What you need to do –
Return every line of the records that includes the string "Warn".

[[ Data excerpts, beginning ]]

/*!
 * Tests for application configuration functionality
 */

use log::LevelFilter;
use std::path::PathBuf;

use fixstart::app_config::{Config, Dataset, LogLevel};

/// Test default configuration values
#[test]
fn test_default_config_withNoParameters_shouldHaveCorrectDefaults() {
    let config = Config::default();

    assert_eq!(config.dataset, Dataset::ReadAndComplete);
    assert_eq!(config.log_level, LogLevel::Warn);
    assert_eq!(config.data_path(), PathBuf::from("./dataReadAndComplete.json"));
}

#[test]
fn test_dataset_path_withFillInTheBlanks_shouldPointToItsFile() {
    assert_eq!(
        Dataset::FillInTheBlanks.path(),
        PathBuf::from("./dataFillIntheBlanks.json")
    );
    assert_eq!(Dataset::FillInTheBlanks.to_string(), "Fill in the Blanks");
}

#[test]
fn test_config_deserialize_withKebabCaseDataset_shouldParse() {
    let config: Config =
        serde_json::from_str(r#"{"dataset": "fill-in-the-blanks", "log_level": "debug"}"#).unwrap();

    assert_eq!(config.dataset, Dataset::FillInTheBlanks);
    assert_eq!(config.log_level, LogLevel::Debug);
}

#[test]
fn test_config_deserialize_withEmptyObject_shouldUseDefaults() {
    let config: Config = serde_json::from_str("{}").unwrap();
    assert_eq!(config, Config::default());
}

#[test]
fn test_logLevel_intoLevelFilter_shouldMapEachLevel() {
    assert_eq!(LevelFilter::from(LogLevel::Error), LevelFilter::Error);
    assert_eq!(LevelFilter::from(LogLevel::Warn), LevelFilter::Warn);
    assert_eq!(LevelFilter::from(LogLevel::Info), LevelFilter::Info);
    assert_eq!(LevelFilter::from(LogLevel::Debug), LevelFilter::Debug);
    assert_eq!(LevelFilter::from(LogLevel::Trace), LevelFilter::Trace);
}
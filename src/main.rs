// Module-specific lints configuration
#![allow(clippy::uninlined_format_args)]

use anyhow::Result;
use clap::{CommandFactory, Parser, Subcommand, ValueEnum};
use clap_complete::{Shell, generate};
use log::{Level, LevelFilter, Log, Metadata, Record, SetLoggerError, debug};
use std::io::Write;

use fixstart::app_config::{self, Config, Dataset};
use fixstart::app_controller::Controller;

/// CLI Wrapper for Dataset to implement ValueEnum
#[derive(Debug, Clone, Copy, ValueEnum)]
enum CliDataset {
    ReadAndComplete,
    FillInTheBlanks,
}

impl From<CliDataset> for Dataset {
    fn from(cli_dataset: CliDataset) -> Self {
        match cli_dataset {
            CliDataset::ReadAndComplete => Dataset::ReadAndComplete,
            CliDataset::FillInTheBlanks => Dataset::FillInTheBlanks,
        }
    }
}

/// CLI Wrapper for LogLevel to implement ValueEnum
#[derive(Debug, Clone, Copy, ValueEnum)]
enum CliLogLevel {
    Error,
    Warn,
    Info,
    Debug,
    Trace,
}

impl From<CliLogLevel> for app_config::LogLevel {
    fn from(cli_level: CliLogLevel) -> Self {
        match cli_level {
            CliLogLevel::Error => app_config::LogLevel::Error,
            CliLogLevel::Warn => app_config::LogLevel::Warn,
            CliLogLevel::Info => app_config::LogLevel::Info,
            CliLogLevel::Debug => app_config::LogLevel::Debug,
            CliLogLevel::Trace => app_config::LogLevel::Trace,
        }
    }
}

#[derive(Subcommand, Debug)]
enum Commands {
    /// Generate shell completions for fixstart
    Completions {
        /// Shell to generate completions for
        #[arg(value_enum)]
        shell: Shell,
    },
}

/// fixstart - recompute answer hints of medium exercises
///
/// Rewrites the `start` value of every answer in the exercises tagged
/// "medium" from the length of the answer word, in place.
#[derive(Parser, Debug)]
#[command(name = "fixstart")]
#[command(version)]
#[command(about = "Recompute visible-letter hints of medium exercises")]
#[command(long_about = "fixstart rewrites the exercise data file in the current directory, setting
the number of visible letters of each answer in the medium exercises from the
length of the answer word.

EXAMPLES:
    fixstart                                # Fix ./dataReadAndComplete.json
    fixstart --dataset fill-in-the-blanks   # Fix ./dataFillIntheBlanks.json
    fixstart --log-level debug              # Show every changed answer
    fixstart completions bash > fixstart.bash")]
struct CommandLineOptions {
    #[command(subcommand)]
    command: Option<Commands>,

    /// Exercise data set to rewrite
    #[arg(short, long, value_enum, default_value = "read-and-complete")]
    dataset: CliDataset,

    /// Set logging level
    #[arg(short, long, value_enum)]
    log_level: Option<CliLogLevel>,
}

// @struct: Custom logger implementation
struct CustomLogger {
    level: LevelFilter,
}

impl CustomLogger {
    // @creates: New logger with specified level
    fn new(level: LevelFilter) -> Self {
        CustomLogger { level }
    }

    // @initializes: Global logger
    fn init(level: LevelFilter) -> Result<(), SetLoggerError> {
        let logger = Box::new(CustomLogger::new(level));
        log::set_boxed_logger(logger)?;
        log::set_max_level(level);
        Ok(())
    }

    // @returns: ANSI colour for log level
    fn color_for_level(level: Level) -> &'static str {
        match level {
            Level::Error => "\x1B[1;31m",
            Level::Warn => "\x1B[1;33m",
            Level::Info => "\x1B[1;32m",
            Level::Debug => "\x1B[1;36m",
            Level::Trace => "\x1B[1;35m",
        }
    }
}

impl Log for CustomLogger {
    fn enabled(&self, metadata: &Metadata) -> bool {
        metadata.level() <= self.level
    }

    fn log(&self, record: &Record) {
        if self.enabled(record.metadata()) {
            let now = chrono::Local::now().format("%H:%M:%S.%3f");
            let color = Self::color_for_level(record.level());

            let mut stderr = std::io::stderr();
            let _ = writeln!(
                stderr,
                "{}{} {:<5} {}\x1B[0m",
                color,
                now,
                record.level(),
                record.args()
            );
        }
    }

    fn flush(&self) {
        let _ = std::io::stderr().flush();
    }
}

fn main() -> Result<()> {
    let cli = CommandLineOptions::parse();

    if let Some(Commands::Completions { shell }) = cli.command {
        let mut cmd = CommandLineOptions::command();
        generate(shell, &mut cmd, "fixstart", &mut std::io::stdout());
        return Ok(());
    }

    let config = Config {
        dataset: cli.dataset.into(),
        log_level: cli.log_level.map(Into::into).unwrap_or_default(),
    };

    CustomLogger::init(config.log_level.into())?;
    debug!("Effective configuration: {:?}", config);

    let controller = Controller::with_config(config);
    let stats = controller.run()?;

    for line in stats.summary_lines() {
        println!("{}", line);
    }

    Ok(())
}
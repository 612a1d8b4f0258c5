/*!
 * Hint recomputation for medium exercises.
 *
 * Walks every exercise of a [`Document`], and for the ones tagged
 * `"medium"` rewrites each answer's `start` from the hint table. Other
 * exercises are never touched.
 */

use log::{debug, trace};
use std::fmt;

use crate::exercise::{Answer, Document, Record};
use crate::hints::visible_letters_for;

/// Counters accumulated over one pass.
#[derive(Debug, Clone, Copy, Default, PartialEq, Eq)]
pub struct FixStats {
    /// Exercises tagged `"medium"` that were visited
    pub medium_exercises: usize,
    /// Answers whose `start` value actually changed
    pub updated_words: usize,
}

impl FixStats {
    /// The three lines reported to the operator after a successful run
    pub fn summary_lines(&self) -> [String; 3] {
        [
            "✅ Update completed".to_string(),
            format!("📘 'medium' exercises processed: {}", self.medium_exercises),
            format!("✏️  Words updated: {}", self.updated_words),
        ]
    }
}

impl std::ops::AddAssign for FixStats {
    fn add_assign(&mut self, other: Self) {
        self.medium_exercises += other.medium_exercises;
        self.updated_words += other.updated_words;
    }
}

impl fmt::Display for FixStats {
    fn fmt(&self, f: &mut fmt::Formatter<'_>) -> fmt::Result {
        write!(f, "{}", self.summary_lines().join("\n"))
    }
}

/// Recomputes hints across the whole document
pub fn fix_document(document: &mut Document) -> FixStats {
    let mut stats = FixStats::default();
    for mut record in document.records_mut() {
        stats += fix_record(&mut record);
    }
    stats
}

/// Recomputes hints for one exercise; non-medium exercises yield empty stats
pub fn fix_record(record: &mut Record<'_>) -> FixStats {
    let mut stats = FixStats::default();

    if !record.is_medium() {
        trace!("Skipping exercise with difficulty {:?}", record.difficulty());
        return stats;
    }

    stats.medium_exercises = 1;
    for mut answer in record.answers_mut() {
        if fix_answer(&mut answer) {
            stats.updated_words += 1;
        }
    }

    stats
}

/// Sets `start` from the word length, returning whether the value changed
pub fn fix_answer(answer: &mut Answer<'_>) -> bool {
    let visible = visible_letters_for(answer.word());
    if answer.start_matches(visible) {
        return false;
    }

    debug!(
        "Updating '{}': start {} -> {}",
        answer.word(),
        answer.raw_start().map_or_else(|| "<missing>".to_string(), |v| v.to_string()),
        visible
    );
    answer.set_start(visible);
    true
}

[[ Data excerpts, end ]]
[[ Data excerpts, beginning ]]

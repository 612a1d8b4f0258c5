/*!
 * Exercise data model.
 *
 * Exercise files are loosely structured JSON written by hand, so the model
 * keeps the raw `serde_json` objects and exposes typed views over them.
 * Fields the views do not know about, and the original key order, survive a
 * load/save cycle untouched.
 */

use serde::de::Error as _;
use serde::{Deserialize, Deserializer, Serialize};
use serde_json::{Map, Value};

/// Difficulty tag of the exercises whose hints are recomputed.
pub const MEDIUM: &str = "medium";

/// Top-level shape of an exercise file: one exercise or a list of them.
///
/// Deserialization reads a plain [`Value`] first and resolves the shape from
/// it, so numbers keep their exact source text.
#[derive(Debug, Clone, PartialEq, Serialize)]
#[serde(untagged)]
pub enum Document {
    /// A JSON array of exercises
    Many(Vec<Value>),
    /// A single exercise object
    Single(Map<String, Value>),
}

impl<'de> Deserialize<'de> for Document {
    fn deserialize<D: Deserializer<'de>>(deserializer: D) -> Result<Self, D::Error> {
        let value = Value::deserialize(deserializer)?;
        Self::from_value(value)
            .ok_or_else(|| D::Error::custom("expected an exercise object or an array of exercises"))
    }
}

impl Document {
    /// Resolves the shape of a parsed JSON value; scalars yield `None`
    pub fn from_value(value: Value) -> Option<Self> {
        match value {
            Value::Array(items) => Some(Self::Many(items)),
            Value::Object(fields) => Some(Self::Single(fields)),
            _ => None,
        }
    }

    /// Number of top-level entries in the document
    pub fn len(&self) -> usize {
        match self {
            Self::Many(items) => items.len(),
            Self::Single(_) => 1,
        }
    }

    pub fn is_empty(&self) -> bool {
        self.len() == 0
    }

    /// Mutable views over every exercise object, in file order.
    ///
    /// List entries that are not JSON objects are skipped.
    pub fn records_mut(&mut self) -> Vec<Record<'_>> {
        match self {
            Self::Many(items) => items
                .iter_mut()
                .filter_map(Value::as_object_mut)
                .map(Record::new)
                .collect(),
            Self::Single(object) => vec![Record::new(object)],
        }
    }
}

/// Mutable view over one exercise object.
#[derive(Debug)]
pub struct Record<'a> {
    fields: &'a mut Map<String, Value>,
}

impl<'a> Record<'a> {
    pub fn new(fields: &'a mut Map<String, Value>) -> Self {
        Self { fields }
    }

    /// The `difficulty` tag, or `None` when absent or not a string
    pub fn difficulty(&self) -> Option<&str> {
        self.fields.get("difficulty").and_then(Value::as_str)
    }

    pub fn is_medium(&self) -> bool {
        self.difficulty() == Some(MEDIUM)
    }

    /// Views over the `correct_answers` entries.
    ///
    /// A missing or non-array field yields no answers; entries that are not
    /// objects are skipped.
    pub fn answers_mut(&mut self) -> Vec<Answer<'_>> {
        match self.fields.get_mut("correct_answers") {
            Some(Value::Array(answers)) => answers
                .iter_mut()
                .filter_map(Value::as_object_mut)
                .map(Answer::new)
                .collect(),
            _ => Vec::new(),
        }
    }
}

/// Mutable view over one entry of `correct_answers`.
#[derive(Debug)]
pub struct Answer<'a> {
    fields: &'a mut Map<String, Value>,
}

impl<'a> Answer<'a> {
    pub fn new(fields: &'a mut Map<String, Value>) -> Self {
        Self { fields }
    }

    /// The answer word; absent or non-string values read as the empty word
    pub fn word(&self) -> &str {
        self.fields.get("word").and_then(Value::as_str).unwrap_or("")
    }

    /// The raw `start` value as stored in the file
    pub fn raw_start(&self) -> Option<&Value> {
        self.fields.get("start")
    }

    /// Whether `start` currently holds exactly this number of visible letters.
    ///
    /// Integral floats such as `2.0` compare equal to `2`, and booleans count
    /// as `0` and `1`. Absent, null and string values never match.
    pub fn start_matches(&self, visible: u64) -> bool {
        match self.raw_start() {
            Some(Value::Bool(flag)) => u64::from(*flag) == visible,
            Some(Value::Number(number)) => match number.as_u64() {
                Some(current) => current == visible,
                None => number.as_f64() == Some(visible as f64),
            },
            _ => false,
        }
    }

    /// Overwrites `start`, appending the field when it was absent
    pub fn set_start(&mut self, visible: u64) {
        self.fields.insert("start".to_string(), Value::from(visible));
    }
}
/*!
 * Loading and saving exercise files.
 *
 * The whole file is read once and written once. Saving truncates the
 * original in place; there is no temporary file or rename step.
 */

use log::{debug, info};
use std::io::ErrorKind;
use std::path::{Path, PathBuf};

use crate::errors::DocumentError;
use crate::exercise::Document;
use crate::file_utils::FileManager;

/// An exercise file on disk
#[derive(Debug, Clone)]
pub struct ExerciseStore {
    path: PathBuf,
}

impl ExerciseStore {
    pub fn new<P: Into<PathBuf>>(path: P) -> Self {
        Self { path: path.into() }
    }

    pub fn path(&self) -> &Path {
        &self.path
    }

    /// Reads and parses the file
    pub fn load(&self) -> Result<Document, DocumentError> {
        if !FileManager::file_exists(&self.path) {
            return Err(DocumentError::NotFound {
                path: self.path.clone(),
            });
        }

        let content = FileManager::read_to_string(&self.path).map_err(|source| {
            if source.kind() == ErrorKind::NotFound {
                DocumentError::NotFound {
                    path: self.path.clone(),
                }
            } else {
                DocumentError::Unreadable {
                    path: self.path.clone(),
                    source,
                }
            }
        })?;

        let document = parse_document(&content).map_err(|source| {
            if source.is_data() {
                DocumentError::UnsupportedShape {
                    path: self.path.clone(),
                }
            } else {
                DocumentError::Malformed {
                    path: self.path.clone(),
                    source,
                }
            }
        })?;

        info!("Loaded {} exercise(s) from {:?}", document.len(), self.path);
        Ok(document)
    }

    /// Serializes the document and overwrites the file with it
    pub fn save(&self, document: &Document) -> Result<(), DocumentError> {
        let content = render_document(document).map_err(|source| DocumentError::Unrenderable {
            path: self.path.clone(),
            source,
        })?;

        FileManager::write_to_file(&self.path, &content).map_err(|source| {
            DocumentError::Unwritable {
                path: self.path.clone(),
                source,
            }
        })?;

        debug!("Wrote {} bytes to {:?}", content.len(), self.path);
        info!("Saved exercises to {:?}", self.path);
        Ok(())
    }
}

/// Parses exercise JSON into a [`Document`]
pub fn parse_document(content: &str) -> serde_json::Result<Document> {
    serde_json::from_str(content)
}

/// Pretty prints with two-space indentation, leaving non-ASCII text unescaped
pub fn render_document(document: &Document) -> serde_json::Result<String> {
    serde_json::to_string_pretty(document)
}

[[ Data excerpts, end ]]

Response –
    assert_eq!(config.log_level, LogLevel::Warn);
    assert_eq!(LevelFilter::from(LogLevel::Warn), LevelFilter::Warn);
    Warn,
            CliLogLevel::Warn => app_config::LogLevel::Warn,
            Level::Warn => "\x1B[1;33m",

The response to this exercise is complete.